*** PROVIDED RECORDS
//
// Copyright 2026 The Portal Project Authors.
//
// Licensed under the Apache License, Version 2.0 (the "License");
// you may not use this file except in compliance with the License.
// You may obtain a copy of the License at
//
//      http://www.apache.org/licenses/LICENSE-2.0
//
// Unless required by applicable law or agreed to in writing, software
// distributed under the License is distributed on an "AS IS" BASIS,
// WITHOUT WARRANTIES OR CONDITIONS OF ANY KIND, either express or implied.
// See the License for the specific language governing permissions and
// limitations under the License.
//
//! The per-session option negotiation policy.
//!
//! Unlike the RFC 1143 Q-method (WANTNO/WANTYES collision resolution), this
//! policy never needs to resolve a negotiation race: on first detection of
//! an offer from the server it emits the canonical response once and
//! remembers having done so. Grounded on the one-shot negotiation style of
//! `huhlig-wyldlands`'s `telnet/protocol.rs`, not on this workspace's own
//! (far more elaborate) predecessor.

use crate::consts::{DO, DONT, WILL, WONT, option, qualifier};
use crate::frame;
use crate::scanner::TelnetEvent;
use std::collections::VecDeque;
use std::time::Duration;

/// One bit per negotiated option, plus the MCCP2 "compressed" bit and the
/// NEW-ENV handshake bit. Each transitions `false -> true` at most once
/// during a session and never back.
#[derive(Debug, Default, Clone, Copy, PartialEq, Eq)]
pub struct OptionFlags {
    /// GMCP negotiated (either direction).
    pub gmcp: bool,
    /// MSDP negotiated.
    pub msdp: bool,
    /// `DO MCCP2` has been sent (or scheduled).
    pub mccp2: bool,
    /// MCCP2 compression is active on the upstream read path.
    pub compressed: bool,
    /// MXP negotiated (either direction).
    pub mxp: bool,
    /// NEW-ENV negotiated.
    pub newenv: bool,
    /// NEW-ENV IPADDRESS handshake completed.
    pub newenv_handshake: bool,
    /// CHARSET UTF-8 accepted.
    pub utf8: bool,
    /// Suppress-Go-Ahead negotiated.
    pub sga: bool,
    /// Server announced ECHO (password mode entered).
    pub echo: bool,
    /// NAWS refused (client owns window size instead).
    pub naws: bool,
}

/// Notable outcomes of processing one event that the owning `Session`
/// cannot infer from `out` alone, because they require scheduling
/// (MCCP2's deliberate delay) or cross-component effects (entering
/// password mode, flipping to inflated reads).
#[derive(Debug, Clone, PartialEq, Eq)]
pub enum OptionSignal {
    /// Nothing beyond whatever bytes were appended to `out`.
    None,
    /// The server offered MCCP2; send `DO MCCP2` after this delay (to let
    /// the server finish announcing other options first).
    ScheduleMccp2Ack(Duration),
    /// The MCCP2 activation sentinel was observed. `compressed` is already
    /// set; the caller must route the remainder of the current arrival
    /// through the inflater before continuing to scan it.
    Mccp2Activated,
    /// Server announced `WILL ECHO`; the session should suppress local
    /// echo until the next forwarded client byte.
    EnteredPasswordMode,
}

/// Per-session option negotiation engine.
pub struct OptionEngine {
    flags: OptionFlags,
    ttype_queue: VecDeque<String>,
    remote_addr: String,
    gmcp_portal_messages: Vec<String>,
    msdp_intro_pairs: Vec<(String, String)>,
    client_wants_mccp: bool,
    mccp2_delay: Duration,
}

impl OptionEngine {
    /// Build a new engine for one session.
    pub fn new(
        remote_addr: impl Into<String>,
        ttype_queue: impl Into<VecDeque<String>>,
        gmcp_portal_messages: Vec<String>,
        msdp_intro_pairs: Vec<(String, String)>,
        client_wants_mccp: bool,
        mccp2_delay: Duration,
    ) -> Self {
        Self {
            flags: OptionFlags::default(),
            ttype_queue: ttype_queue.into(),
            remote_addr: remote_addr.into(),
            gmcp_portal_messages,
            msdp_intro_pairs,
            client_wants_mccp,
            mccp2_delay,
        }
    }

    /// Current flag snapshot.
    pub fn flags(&self) -> OptionFlags {
        self.flags
    }

    /// Remaining terminal-type queue (for inspection/tests).
    pub fn ttype_queue(&self) -> &VecDeque<String> {
        &self.ttype_queue
    }

    fn pop_ttype_with_fallback(&mut self) -> String {
        self.ttype_queue
            .pop_front()
            .unwrap_or_else(|| self.remote_addr.clone())
    }

    /// Process one scanner event, appending any immediate upstream response
    /// bytes to `out` and returning a signal for anything the session must
    /// act on beyond writing bytes.
    pub fn handle(&mut self, event: &TelnetEvent, out: &mut Vec<u8>) -> OptionSignal {
        match event {
            TelnetEvent::Data(_) => OptionSignal::None,
            TelnetEvent::Command(cmd, opt) => self.handle_command(*cmd, *opt, out),
            TelnetEvent::Subneg(opt, payload) => self.handle_subneg(*opt, payload, out),
        }
    }

    fn handle_command(&mut self, cmd: u8, opt: u8, out: &mut Vec<u8>) -> OptionSignal {
        match (cmd, opt) {
            (DO, o) if o == option::TTYPE => {
                out.extend(frame::negotiation(WILL, option::TTYPE));
                let name = self.pop_ttype_with_fallback();
                out.extend(frame::ttype_is(&name));
                OptionSignal::None
            }
            (DO, o) if o == option::GMCP && !self.flags.gmcp => {
                out.extend(frame::negotiation(WILL, option::GMCP));
                self.emit_gmcp_portal_messages(out);
                self.flags.gmcp = true;
                OptionSignal::None
            }
            (WILL, o) if o == option::GMCP && !self.flags.gmcp => {
                out.extend(frame::negotiation(DO, option::GMCP));
                self.emit_gmcp_portal_messages(out);
                self.flags.gmcp = true;
                OptionSignal::None
            }
            (WILL, o) if o == option::MSDP && !self.flags.msdp => {
                out.extend(frame::negotiation(DO, option::MSDP));
                for (key, val) in self.msdp_intro_pairs.clone() {
                    out.extend(frame::msdp_pair(&key, &val));
                }
                self.flags.msdp = true;
                OptionSignal::None
            }
            (WILL, o)
                if o == option::MCCP2
                    && self.client_wants_mccp
                    && !self.flags.mccp2
                    && !self.flags.compressed =>
            {
                self.flags.mccp2 = true;
                OptionSignal::ScheduleMccp2Ack(self.mccp2_delay)
            }
            (DO, o) if o == option::MXP && !self.flags.mxp => {
                out.extend(frame::negotiation(WILL, option::MXP));
                self.flags.mxp = true;
                OptionSignal::None
            }
            (WILL, o) if o == option::MXP && !self.flags.mxp => {
                out.extend(frame::negotiation(DO, option::MXP));
                self.flags.mxp = true;
                OptionSignal::None
            }
            (DO, o) if o == option::NEW_ENV && !self.flags.newenv => {
                out.extend(frame::negotiation(WILL, option::NEW_ENV));
                self.flags.newenv = true;
                OptionSignal::None
            }
            (DO, o) if o == option::CHARSET && !self.flags.charset_negotiated() => {
                out.extend(frame::negotiation(WILL, option::CHARSET));
                OptionSignal::None
            }
            (WILL, o) if o == option::SGA && !self.flags.sga => {
                out.extend(frame::negotiation(WONT, option::SGA));
                self.flags.sga = true;
                OptionSignal::None
            }
            (WILL, o) if o == option::ECHO && !self.flags.echo => {
                self.flags.echo = true;
                OptionSignal::EnteredPasswordMode
            }
            (WILL, o) if o == option::NAWS && !self.flags.naws => {
                out.extend(frame::negotiation(WONT, option::NAWS));
                self.flags.naws = true;
                OptionSignal::None
            }
            // Unhandled (cmd, opt) pairs and repeats of already-negotiated
            // options: idempotent no-op, per the policy's ordering rule.
            _ if cmd == DONT || cmd == WONT => OptionSignal::None,
            _ => OptionSignal::None,
        }
    }

    fn handle_subneg(&mut self, opt: u8, payload: &[u8], out: &mut Vec<u8>) -> OptionSignal {
        match opt {
            o if o == option::TTYPE && payload.first() == Some(&qualifier::REQUEST) => {
                if let Some(name) = self.ttype_queue.pop_front() {
                    out.extend(frame::ttype_is(&name));
                }
                OptionSignal::None
            }
            o if o == option::NEW_ENV
                && payload.first() == Some(&qualifier::REQUEST)
                && self.flags.newenv
                && !self.flags.newenv_handshake =>
            {
                out.extend(frame::new_env_ipaddress(&self.remote_addr));
                self.flags.newenv_handshake = true;
                OptionSignal::None
            }
            o if o == option::CHARSET && !self.flags.utf8 => {
                out.extend(frame::charset_accept_utf8());
                self.flags.utf8 = true;
                OptionSignal::None
            }
            o if o == option::MCCP2 && self.client_wants_mccp && !self.flags.compressed => {
                self.flags.compressed = true;
                OptionSignal::Mccp2Activated
            }
            _ => OptionSignal::None,
        }
    }

    fn emit_gmcp_portal_messages(&self, out: &mut Vec<u8>) {
        for message in &self.gmcp_portal_messages {
            out.extend(frame::gmcp_message(message));
        }
    }
}

impl OptionFlags {
    /// There is no standalone "charset negotiated" bit in the data model
    /// (spec.md §4.3 leaves the flag-transition column blank for `DO
    /// CHARSET`); `WILL CHARSET` only needs to fire once, so the `utf8`
    /// flag's unset state is used as that one-shot gate until the
    /// subnegotiation itself sets it.
    fn charset_negotiated(&self) -> bool {
        self.utf8
    }
}

#[cfg(test)]
mod tests {
    use super::*;
    use crate::consts::{IAC, SE};
    use crate::scanner::TelnetScanner;

    fn engine(remote: &str, ttypes: &[&str], client_wants_mccp: bool) -> OptionEngine {
        OptionEngine::new(
            remote,
            ttypes.iter().map(|s| s.to_string()).collect::<VecDeque<_>>(),
            vec![],
            vec![],
            client_wants_mccp,
            Duration::from_secs(6),
        )
    }

    #[test]
    fn scenario_1_ttype_handshake() {
        let mut scanner = TelnetScanner::new();
        let mut eng = engine("203.0.113.9", &["xterm-256color", "screen-256color", "linux"], false);
        let mut out = Vec::new();

        for (ev, _) in scanner.feed(&[IAC, DO, option::TTYPE]) {
            eng.handle(&ev, &mut out);
        }
        for (ev, _) in scanner.feed(&[IAC, 250, option::TTYPE, qualifier::REQUEST, IAC, SE]) {
            eng.handle(&ev, &mut out);
        }

        let mut expected = Vec::new();
        expected.extend(frame::negotiation(WILL, option::TTYPE));
        expected.extend(frame::ttype_is("xterm-256color"));
        expected.extend(frame::ttype_is("screen-256color"));
        assert_eq!(out, expected);
        assert_eq!(eng.ttype_queue().iter().cloned().collect::<Vec<_>>(), vec!["linux".to_string()]);
    }

    #[test]
    fn scenario_2_gmcp_single_buffer_then_idempotent() {
        let mut scanner = TelnetScanner::new();
        let mut eng = OptionEngine::new(
            "1.2.3.4",
            VecDeque::new(),
            vec!["client myclient".into(), "portalB".into(), "client_ip 1.2.3.4".into()],
            vec![],
            false,
            Duration::from_secs(6),
        );
        let mut out = Vec::new();
        for (ev, _) in scanner.feed(&[IAC, DO, option::GMCP]) {
            eng.handle(&ev, &mut out);
        }
        let mut expected = Vec::new();
        expected.extend(frame::negotiation(WILL, option::GMCP));
        expected.extend(frame::gmcp_message("client myclient"));
        expected.extend(frame::gmcp_message("portalB"));
        expected.extend(frame::gmcp_message("client_ip 1.2.3.4"));
        assert_eq!(out, expected);
        assert!(eng.flags().gmcp);

        let mut out2 = Vec::new();
        for (ev, _) in scanner.feed(&[IAC, DO, option::GMCP]) {
            eng.handle(&ev, &mut out2);
        }
        assert!(out2.is_empty(), "second DO GMCP must be a no-op");
    }

    #[test]
    fn scenario_4_charset_accept() {
        let mut scanner = TelnetScanner::new();
        let mut eng = engine("1.2.3.4", &[], false);
        let mut out = Vec::new();
        for (ev, _) in scanner.feed(&[IAC, DO, option::CHARSET]) {
            eng.handle(&ev, &mut out);
        }
        let mut input = vec![IAC, 250, option::CHARSET, qualifier::REQUEST];
        input.extend_from_slice(b"UTF-8");
        input.extend_from_slice(&[IAC, SE]);
        for (ev, _) in scanner.feed(&input) {
            eng.handle(&ev, &mut out);
        }
        let mut expected = Vec::new();
        expected.extend(frame::negotiation(WILL, option::CHARSET));
        expected.extend(frame::charset_accept_utf8());
        assert_eq!(out, expected);
        assert!(eng.flags().utf8);
    }

    #[test]
    fn mccp2_will_schedules_delayed_ack_and_flips_flag_once() {
        let mut scanner = TelnetScanner::new();
        let mut eng = engine("1.2.3.4", &[], true);
        let mut out = Vec::new();
        let mut signal = OptionSignal::None;
        for (ev, _) in scanner.feed(&[IAC, WILL, option::MCCP2]) {
            signal = eng.handle(&ev, &mut out);
        }
        assert!(out.is_empty());
        assert_eq!(signal, OptionSignal::ScheduleMccp2Ack(Duration::from_secs(6)));
        assert!(eng.flags().mccp2);

        // Offering it again is a no-op.
        let mut signal2 = OptionSignal::None;
        for (ev, _) in scanner.feed(&[IAC, WILL, option::MCCP2]) {
            signal2 = eng.handle(&ev, &mut out);
        }
        assert_eq!(signal2, OptionSignal::None);
    }

    #[test]
    fn mccp2_activation_sets_compressed_and_is_silent() {
        let mut scanner = TelnetScanner::new();
        let mut eng = engine("1.2.3.4", &[], true);
        let mut out = Vec::new();
        let mut signal = OptionSignal::None;
        for (ev, _) in scanner.feed(&[IAC, 250, option::MCCP2, IAC, SE]) {
            signal = eng.handle(&ev, &mut out);
        }
        assert!(out.is_empty());
        assert_eq!(signal, OptionSignal::Mccp2Activated);
        assert!(eng.flags().compressed);
    }

    #[test]
    fn will_echo_enters_password_mode_once() {
        let mut scanner = TelnetScanner::new();
        let mut eng = engine("1.2.3.4", &[], false);
        let mut out = Vec::new();
        let mut signal = OptionSignal::None;
        for (ev, _) in scanner.feed(&[IAC, WILL, option::ECHO]) {
            signal = eng.handle(&ev, &mut out);
        }
        assert_eq!(signal, OptionSignal::EnteredPasswordMode);
        assert!(out.is_empty());

        let mut signal2 = OptionSignal::None;
        for (ev, _) in scanner.feed(&[IAC, WILL, option::ECHO]) {
            signal2 = eng.handle(&ev, &mut out);
        }
        assert_eq!(signal2, OptionSignal::None);
    }
}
******
**TASK DIRECTIONS:**
Among the lines above, show every one that contains the string "tests".

**RESPONSE AREA:**
    /// Remaining terminal-type queue (for inspection/tests).
mod tests {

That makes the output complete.